Friday, August 22, 2008

The desert of our youth

This is it, Martin, that great, vast expanse of wilderness where enthusiasm, idealism, and dreams perish. If we look backward, their scattered bones, bleached white by the sun, mark the trail we have followed, right into the Kalahari of post-graduate hope. Denied of spiritual sustenance, the water of life if you will, our faculties diminish to a faint glimmer of what they once were. Intelligence, sharpness of thought and tongue, energy for the task at hand, gone. Delusions, like thirst, set in and fog our mind, clouding our judgments and leading us to decisions which only worsen our condition.

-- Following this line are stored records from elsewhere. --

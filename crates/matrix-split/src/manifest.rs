//! Partition and manifest file naming, single-partition manifests and
//! partition census

use fit_core::{ChunkManifest, DimManifest, Error, Result, PARTITION_SUFFIX_WIDTH};
use row_store::{LocalStore, RowFile};
use tracing::{debug, info};

/// Single-partition manifest file name
pub const DIM_FILE: &str = "dim.txt";

/// Input name a distributed solver expands into `A.NNNN.txt`
pub const SPLIT_INPUT: &str = "A.txt";

const PARTITION_PREFIX: &str = "A.";
const MANIFEST_PREFIX: &str = "dim.";
const SUFFIX: &str = ".txt";

/// `A.NNNN.txt`
pub fn partition_name(index: usize) -> String {
    format!(
        "{}{:0width$}{}",
        PARTITION_PREFIX,
        index,
        SUFFIX,
        width = PARTITION_SUFFIX_WIDTH
    )
}

/// `dim.NNNN.txt`
pub fn manifest_name(index: usize) -> String {
    format!(
        "{}{:0width$}{}",
        MANIFEST_PREFIX,
        index,
        SUFFIX,
        width = PARTITION_SUFFIX_WIDTH
    )
}

/// Write one partition manifest
pub async fn write_manifest(store: &LocalStore, index: usize, manifest: &ChunkManifest) -> Result<()> {
    store
        .write(&manifest_name(index), format!("{}\n", manifest).as_bytes())
        .await?;
    debug!(index, manifest = %manifest, "Wrote partition manifest");
    Ok(())
}

/// Read one partition manifest
pub async fn read_manifest(store: &LocalStore, index: usize) -> Result<ChunkManifest> {
    store.read_to_string(&manifest_name(index)).await?.parse()
}

/// Column count of the first row of `a` and row count of `b`.
///
/// Only the first row of `a` is sampled.
pub async fn measure(a: &RowFile, b: &RowFile) -> Result<DimManifest> {
    let columns = a
        .first_line()
        .await?
        .map(|line| line.split_whitespace().count())
        .ok_or_else(|| Error::EmptyInput {
            path: a.path().to_path_buf(),
        })?;
    let total_rows = b.line_count().await?;
    Ok(DimManifest { columns, total_rows })
}

/// Measure a combined matrix and write `dim.txt` next to it
pub async fn write_dim(store: &LocalStore, a: &RowFile, b: &RowFile) -> Result<DimManifest> {
    let dim = measure(a, b).await?;
    store.write(DIM_FILE, format!("{}\n", dim).as_bytes()).await?;
    info!(columns = dim.columns, rows = dim.total_rows, "Wrote dimension manifest");
    Ok(dim)
}

/// Counts of partition and manifest files present in a directory
#[derive(Debug, Clone, Copy, PartialEq, Eq)]
pub struct PartitionCensus {
    pub partitions: usize,
    pub manifests: usize,
}

impl PartitionCensus {
    pub async fn take(store: &LocalStore) -> Result<Self> {
        let partitions = store.list_matching(PARTITION_PREFIX, SUFFIX).await?.len();
        let manifests = store.list_matching(MANIFEST_PREFIX, SUFFIX).await?.len();
        Ok(Self {
            partitions,
            manifests,
        })
    }

    /// Check the partition set is usable on `slots` processes and return the
    /// partition count.
    pub fn verify(&self, store: &LocalStore, slots: usize) -> Result<usize> {
        if self.partitions != self.manifests {
            return Err(Error::PartitionManifestMismatch {
                dir: store.base_path().to_path_buf(),
                partitions: self.partitions,
                manifests: self.manifests,
            });
        }
        if self.partitions > slots {
            return Err(Error::PartitionsExceedSlots {
                dir: store.base_path().to_path_buf(),
                partitions: self.partitions,
                slots,
            });
        }
        Ok(self.partitions)
    }
}

/// Remove stale `A.NNNN.txt` / `dim.NNNN.txt` files, returning how many
pub async fn clear_partitions(store: &LocalStore) -> Result<usize> {
    let removed = store.remove_matching(PARTITION_PREFIX, SUFFIX).await?
        + store.remove_matching(MANIFEST_PREFIX, SUFFIX).await?;
    if removed > 0 {
        info!(removed, dir = %store.base_path().display(), "Cleared previous partitions");
    }
    Ok(removed)
}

What do I mean by this? I mean that in taking jobs we never dreamed of wanting, setting marginal, petty goals that amount to little more than survival, and wallowing in malaise, we are like a lost man straggling toward a mirage. We think it is what we want but in the end, whatever we hoped it would bring will vanish, just like all the hopes that we carried out of our alma mater's doors.

It is one thing to have a spiritual crisis, to not know one's own purpose and direction in life, to search for a new path when the sought-after one was blocked. Such a trial can be hard even under good conditions, where one is secure inside an institution or community or station in life. But confronting such a crisis while broke, luckless in finding a legitimate job, bereft of friends, and reduced emotionally to the level of a middle schooler by one's parents, is devastating. Devastating in the way carpet bombing is devastating.

Where does one go? Drawing inward is the only defense, trying to escape those external tormentors with the hope that one's internals will survive intact. But even that effort might prove fruitless in the end. One might deny one's capacity for living (and not merely existing) so much that it will be forgotten, blown away in a sandstorm which disorients the self as to its direction and goal.

Let us hope that there is an escape from this desert before it becomes too late, too late for us even to care about our pained musings on this site. But I do not know, Martin, if we will be that lucky.